A chance encounter on an airport escalator became the catalyst for a life-altering journey of forgiveness for one woman, fundamentally reshaping her relationship with the father she had not seen for years.
The Moment That Changed Everything
On a Sunday afternoon in 2025, Carolin Würfel was travelling up an escalator at Berlin Brandenburg Airport, heading to check in for her flight back to Istanbul. Glancing at the descending stream of passengers, her eyes settled on a man in a light linen suit with a brown leather bag. It was only as he passed that she recognised his face and found herself unable to breathe. The man was her estranged father.
"Who expects to run into their estranged daughter, whom they haven’t seen in years, on an airport escalator?" she later reflected. In that split second, she considered turning back but held back, struck by the scene's almost cinematic quality. This brief, unplanned moment offered a new, peaceful perspective.
For the first time, she did not see the absent father of her childhood. Instead, she saw just another traveller—someone who, like her, preferred a leather bag and casual dress. This subtle shift in perception, from a figure of personal hurt to an ordinary individual, became the foundation for change.
The Path to Letting Go: Insights from Therapy
This experience resonated with therapeutic concepts Carolin had previously encountered. She recalled the work of American psychiatrist Phil Stutz, featured in the 2022 documentary Stutz. He speaks of being trapped in a "maze" of anger and advocates for a radical practice of "active love" as the only exit.
Stutz's exercise involves visualising a universe of love, filling your heart with it, and then consciously sending that love to the person you resent, ultimately visualising merging with them. "The restitution we’re hoping for doesn’t come from the person who hurt us – it only comes through 'active love'," Stutz argues.
When Carolin first tried this after watching the documentary, she found it impossible to apply to her father.

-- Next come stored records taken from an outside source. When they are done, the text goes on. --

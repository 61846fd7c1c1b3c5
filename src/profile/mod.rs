//! User profiles - domain model, resolution, and the request handler.
//!
//! `UserProfileRequestedHandler` answers `USER_PROFILE_REQUESTED` events
//! with the user's full profile. Resolution goes through the
//! [`ProfileResolver`] trait so the handler does not depend on storage;
//! [`FullProfileResolver`] implements it over any [`ProfileStore`].

mod handler;
mod in_memory;
mod model;
mod resolver;

pub use handler::{UserProfileRequestedHandler, USER_PROFILE_REQUESTED};
pub use in_memory::InMemoryProfileStore;
pub use model::{Client, Professional, ProfileExtension, ProfileType, User, UserFullProfile};
pub use resolver::{FullProfileResolver, ProfileResolver, ProfileStore, ResolveError, StoreError};
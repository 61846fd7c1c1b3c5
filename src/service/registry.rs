//! Handler registry - the startup-time dispatch table.
//!
//! A `HandlerRegistry` maps event types to the handler responsible for them.
//! It is built once at the composition root, then handed to the consumer
//! behind an `Arc` and never mutated again.
//!
//! ## Example
//!
//! ```ignore
//! use std::sync::Arc;
//! use profile_relay::service::HandlerRegistry;
//!
//! let registry = HandlerRegistry::builder()
//!     .register(user_profile_requested)?
//!     .build();
//!
//! assert!(registry.lookup("USER_PROFILE_REQUESTED").is_some());
//! ```

use std::collections::HashMap;
use std::fmt;
use std::sync::Arc;

use super::error::RegistryError;
use super::handler::MessageHandler;

/// Immutable mapping from event type to handler.
#[derive(Clone, Default)]
pub struct HandlerRegistry {
    handlers: HashMap<String, Arc<dyn MessageHandler>>,
}

/// Builder for [`HandlerRegistry`]. Rejects duplicate event types.
#[derive(Default)]
pub struct RegistryBuilder {
    handlers: HashMap<String, Arc<dyn MessageHandler>>,
}

impl RegistryBuilder {
    /// Register a handler under its own event type.
    pub fn register<H>(self, handler: H) -> Result<Self, RegistryError>
    where
        H: MessageHandler + 'static,
    {
        self.register_arc(Arc::new(handler))
    }

    /// Register an already shared handler under its own event type.
    pub fn register_arc(
        mut self,
        handler: Arc<dyn MessageHandler>,
    ) -> Result<Self, RegistryError> {
        let event_type = handler.event_type().to_string();
        if self.handlers.contains_key(&event_type) {
            return Err(RegistryError::DuplicateHandler(event_type));
        }
        self.handlers.insert(event_type, handler);
        Ok(self)
    }

    pub fn build(self) -> HandlerRegistry {
        HandlerRegistry {
            handlers: self.handlers,
        }
    }
}

impl HandlerRegistry {
    pub fn builder() -> RegistryBuilder {
        RegistryBuilder::default()
    }

    /// The handler for `event_type`, by exact match.
    pub fn lookup(&self, event_type: &str) -> Option<&Arc<dyn MessageHandler>> {
        self.handlers.get(event_type)
    }

    /// Registered event types, sorted.
    pub fn event_types(&self) -> Vec<&str> {
        let mut types: Vec<&str> = self.handlers.keys().map(String::as_str).collect();
        types.sort_unstable();
        types
    }

    pub fn len(&self) -> usize {
        self.handlers.len()
    }

    pub fn is_empty(&self) -> bool {
        self.handlers.is_empty()
    }
}

impl fmt::Debug for HandlerRegistry {
    fn fmt(&self, f: &mut fmt::Formatter<'_>) -> fmt::Result {
        f.debug_struct("HandlerRegistry")
            .field("event_types", &self.event_types())
            .finish()
    }
}

/// Build the dispatch table from the handlers wired at the composition root.
///
/// Add new handlers at the call site as new event types are introduced.
/// Fails on the first event type claimed twice.
pub fn build_handler_registry<I>(handlers: I) -> Result<HandlerRegistry, RegistryError>
where
    I: IntoIterator<Item = Arc<dyn MessageHandler>>,
{
    handlers
        .into_iter()
        .try_fold(HandlerRegistry::builder(), RegistryBuilder::register_arc)
        .map(RegistryBuilder::build)
}
//! One poll cycle at a time: what happens to each message.

use std::sync::Arc;
use std::time::Duration;

use async_trait::async_trait;
use profile_relay::bus::QueueTransport;
use profile_relay::service::{Disposition, Envelope, HandlerError, HandlerRegistry, MessageHandler};
use tokio::sync::Barrier;

use crate::support::{
    broker, consumer, envelope_body, registry_with, FailingDeletes, Outcome, RecordingHandler,
    REQUESTS,
};

// ============================================================================
// Test 1: Messages that cannot be processed are deleted
// ============================================================================

#[tokio::test]
async fn unparseable_body_is_deleted_without_dispatch() {
    let queue = broker();
    let handler = RecordingHandler::new("PING", Outcome::Succeed);
    let consumer = consumer(queue.clone(), registry_with(handler.clone()));

    queue.send(REQUESTS, "not json at all".into()).await.unwrap();

    let cycle = consumer.poll_once().await;

    assert!(!cycle.poll_failed);
    assert_eq!(cycle.dispositions, vec![Disposition::Poisoned]);
    assert_eq!(handler.calls(), 0);
    assert_eq!(queue.deleted(REQUESTS).len(), 1);
    assert_eq!(queue.in_flight(REQUESTS), 0);
}

#[tokio::test]
async fn body_without_event_type_is_poison() {
    let queue = broker();
    let handler = RecordingHandler::new("PING", Outcome::Succeed);
    let consumer = consumer(queue.clone(), registry_with(handler.clone()));

    queue
        .send(REQUESTS, r#"{"correlationId":"c-1","payload":{}}"#.into())
        .await
        .unwrap();

    let cycle = consumer.poll_once().await;

    assert_eq!(cycle.dispositions, vec![Disposition::Poisoned]);
    assert_eq!(handler.calls(), 0);
    assert_eq!(queue.deleted(REQUESTS).len(), 1);
}

#[tokio::test]
async fn unknown_event_type_is_deleted() {
    let queue = broker();
    let handler = RecordingHandler::new("PING", Outcome::Succeed);
    let consumer = consumer(queue.clone(), registry_with(handler.clone()));

    queue
        .send(REQUESTS, envelope_body("SOMETHING_ELSE", "c-1"))
        .await
        .unwrap();

    let cycle = consumer.poll_once().await;

    assert_eq!(cycle.dispositions, vec![Disposition::Unroutable]);
    assert_eq!(handler.calls(), 0);
    assert_eq!(queue.deleted(REQUESTS).len(), 1);
}

// ============================================================================
// Test 2: Handler outcome decides deletion
// ============================================================================

#[tokio::test]
async fn successful_handler_deletes_message() {
    let queue = broker();
    let handler = RecordingHandler::new("PING", Outcome::Succeed);
    let consumer = consumer(queue.clone(), registry_with(handler.clone()));

    queue.send(REQUESTS, envelope_body("PING", "c-1")).await.unwrap();

    let cycle = consumer.poll_once().await;

    assert_eq!(cycle.dispositions, vec![Disposition::Handled]);
    assert_eq!(handler.calls(), 1);

    let seen = handler.seen();
    assert_eq!(seen[0].event_type, "PING");
    assert_eq!(seen[0].correlation_id.as_deref(), Some("c-1"));
    assert_eq!(seen[0].reply_address.as_deref(), Some("replies"));

    assert_eq!(queue.deleted(REQUESTS).len(), 1);
    assert_eq!(queue.in_flight(REQUESTS), 0);
}

#[tokio::test]
async fn failing_handler_leaves_message_for_redelivery() {
    let queue = broker();
    let handler = RecordingHandler::new("PING", Outcome::Fail);
    let consumer = consumer(queue.clone(), registry_with(handler.clone()));

    queue.send(REQUESTS, envelope_body("PING", "c-1")).await.unwrap();

    let cycle = consumer.poll_once().await;

    assert_eq!(cycle.dispositions, vec![Disposition::Retained]);
    assert_eq!(handler.calls(), 1);
    assert!(queue.deleted(REQUESTS).is_empty());
    assert_eq!(queue.in_flight(REQUESTS), 1);
}

#[tokio::test]
async fn failed_delete_is_reported_as_unacknowledged() {
    let queue = broker();
    let handler = RecordingHandler::new("PING", Outcome::Succeed);
    let consumer = consumer(FailingDeletes(queue.clone()), registry_with(handler.clone()));

    queue.send(REQUESTS, envelope_body("PING", "c-1")).await.unwrap();

    let cycle = consumer.poll_once().await;

    assert_eq!(cycle.dispositions, vec![Disposition::Unacknowledged]);
    assert_eq!(handler.calls(), 1);
    assert_eq!(queue.in_flight(REQUESTS), 1);
}

#[tokio::test]
async fn mixed_batch_settles_each_message_independently() {
    let queue = broker();
    let ok = RecordingHandler::new("PING", Outcome::Succeed);
    let failing = RecordingHandler::new("PONG", Outcome::Fail);
    let registry = HandlerRegistry::builder()
        .register(ok.clone())
        .unwrap()
        .register(failing.clone())
        .unwrap()
        .build();
    let consumer = consumer(queue.clone(), registry);

    queue.send(REQUESTS, envelope_body("PING", "c-1")).await.unwrap();
    queue.send(REQUESTS, envelope_body("PONG", "c-2")).await.unwrap();
    queue.send(REQUESTS, "{".into()).await.unwrap();

    let cycle = consumer.poll_once().await;

    assert_eq!(
        cycle.dispositions,
        vec![
            Disposition::Handled,
            Disposition::Retained,
            Disposition::Poisoned
        ]
    );
    assert_eq!(queue.deleted(REQUESTS).len(), 2);
    assert_eq!(queue.in_flight(REQUESTS), 1);
}

#[tokio::test]
async fn empty_poll_dispatches_nothing() {
    let queue = broker();
    let handler = RecordingHandler::new("PING", Outcome::Succeed);
    let consumer = consumer(queue.clone(), registry_with(handler.clone()));

    let cycle = consumer.poll_once().await;

    assert!(!cycle.poll_failed);
    assert!(cycle.dispositions.is_empty());
    assert_eq!(handler.calls(), 0);
}

#[tokio::test]
async fn receive_failure_is_reported_not_raised() {
    let queue = broker();
    let handler = RecordingHandler::new("PING", Outcome::Succeed);
    let consumer = consumer(queue.clone(), registry_with(handler.clone()));

    queue.fail_next_receives(1);
    queue.send(REQUESTS, envelope_body("PING", "c-1")).await.unwrap();

    let failed = consumer.poll_once().await;
    assert!(failed.poll_failed);
    assert!(failed.dispositions.is_empty());

    let recovered = consumer.poll_once().await;
    assert_eq!(recovered.dispositions, vec![Disposition::Handled]);
}

// ============================================================================
// Test 3: A batch is dispatched concurrently
// ============================================================================

/// Waits at a barrier sized to the batch: only completes when every
/// message of the batch is being handled at the same time.
struct Rendezvous(Arc<Barrier>);

#[async_trait]
impl MessageHandler for Rendezvous {
    fn event_type(&self) -> &str {
        "PING"
    }

    async fn handle(&self, _envelope: &Envelope) -> Result<(), HandlerError> {
        self.0.wait().await;
        Ok(())
    }
}

#[tokio::test]
async fn batch_messages_are_handled_concurrently() {
    let queue = broker();
    let consumer = consumer(
        queue.clone(),
        registry_with(Rendezvous(Arc::new(Barrier::new(3)))),
    );

    for i in 0..3 {
        queue
            .send(REQUESTS, envelope_body("PING", &format!("c-{i}")))
            .await
            .unwrap();
    }

    let cycle = tokio::time::timeout(Duration::from_secs(2), consumer.poll_once())
        .await
        .expect("sequential dispatch would never pass the barrier");

    assert_eq!(cycle.dispositions, vec![Disposition::Handled; 3]);
    assert_eq!(queue.deleted(REQUESTS).len(), 3);
}

#[tokio::test]
async fn batch_is_capped_at_max_messages() {
    let queue = broker();
    let handler = RecordingHandler::new("PING", Outcome::Succeed);
    let consumer = profile_relay::service::Consumer::new(
        Arc::new(queue.clone()),
        Arc::new(registry_with(handler.clone())),
        crate::support::test_config().with_max_messages(2),
    );

    for i in 0..5 {
        queue
            .send(REQUESTS, envelope_body("PING", &format!("c-{i}")))
            .await
            .unwrap();
    }

    let first = consumer.poll_once().await;
    assert_eq!(first.dispositions.len(), 2);
    assert_eq!(queue.messages(REQUESTS).len(), 3);
}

The child within her resisted fiercely. However, the neutral, unexpected sighting of him at the airport created the mental space needed to begin the process of letting go.
From Theory to Practice: Rebuilding Bridges
Empowered by this new outlook, Carolin reached out to her father weeks later. They met at a Vietnamese restaurant in Berlin. She consciously managed her expectations, reminding herself: "You are just having lunch with someone."
Their history was complex. Carolin grew up in Leipzig knowing only her father's name, finally insisting on meeting him at age 14. Subsequent attempts at a relationship were repeatedly derailed by resurgent anger over his absence. South African psychologist Pumla Gobodo-Madikizela notes that forgiveness requires unsettling openness and moving beyond a comfortable, if painful, identity tied to being wronged.
The lunch was a tentative new beginning. Since then, they text regularly, meet when she is in Berlin, and he has visited her in Istanbul. Forgiveness, Carolin notes, is an ongoing practice—"one meeting at a time."
A Mirror in Friendship: Learning to Apologise
The journey also gave Carolin clarity when she herself needed to seek forgiveness. After a fierce argument with her closest friend in Istanbul, Lara, she initially felt self-righteous. After a month of silence, her perspective softened.
Upon reconciling, Lara explained she needed space not just from anger, but for self-protection, fearing the conversation would not be on equal footing. "That’s how you learn to love," Lara told her. This experience underscored that life is messy, mistakes are universal, but recovery and deliberate action are always possible choices.
Carolin Würfel's story illustrates that reconciliation often begins not with a grand apology, but with a quiet shift in perspective. Sometimes, it starts in the most mundane of places—even on a moving staircase, heading in opposite directions.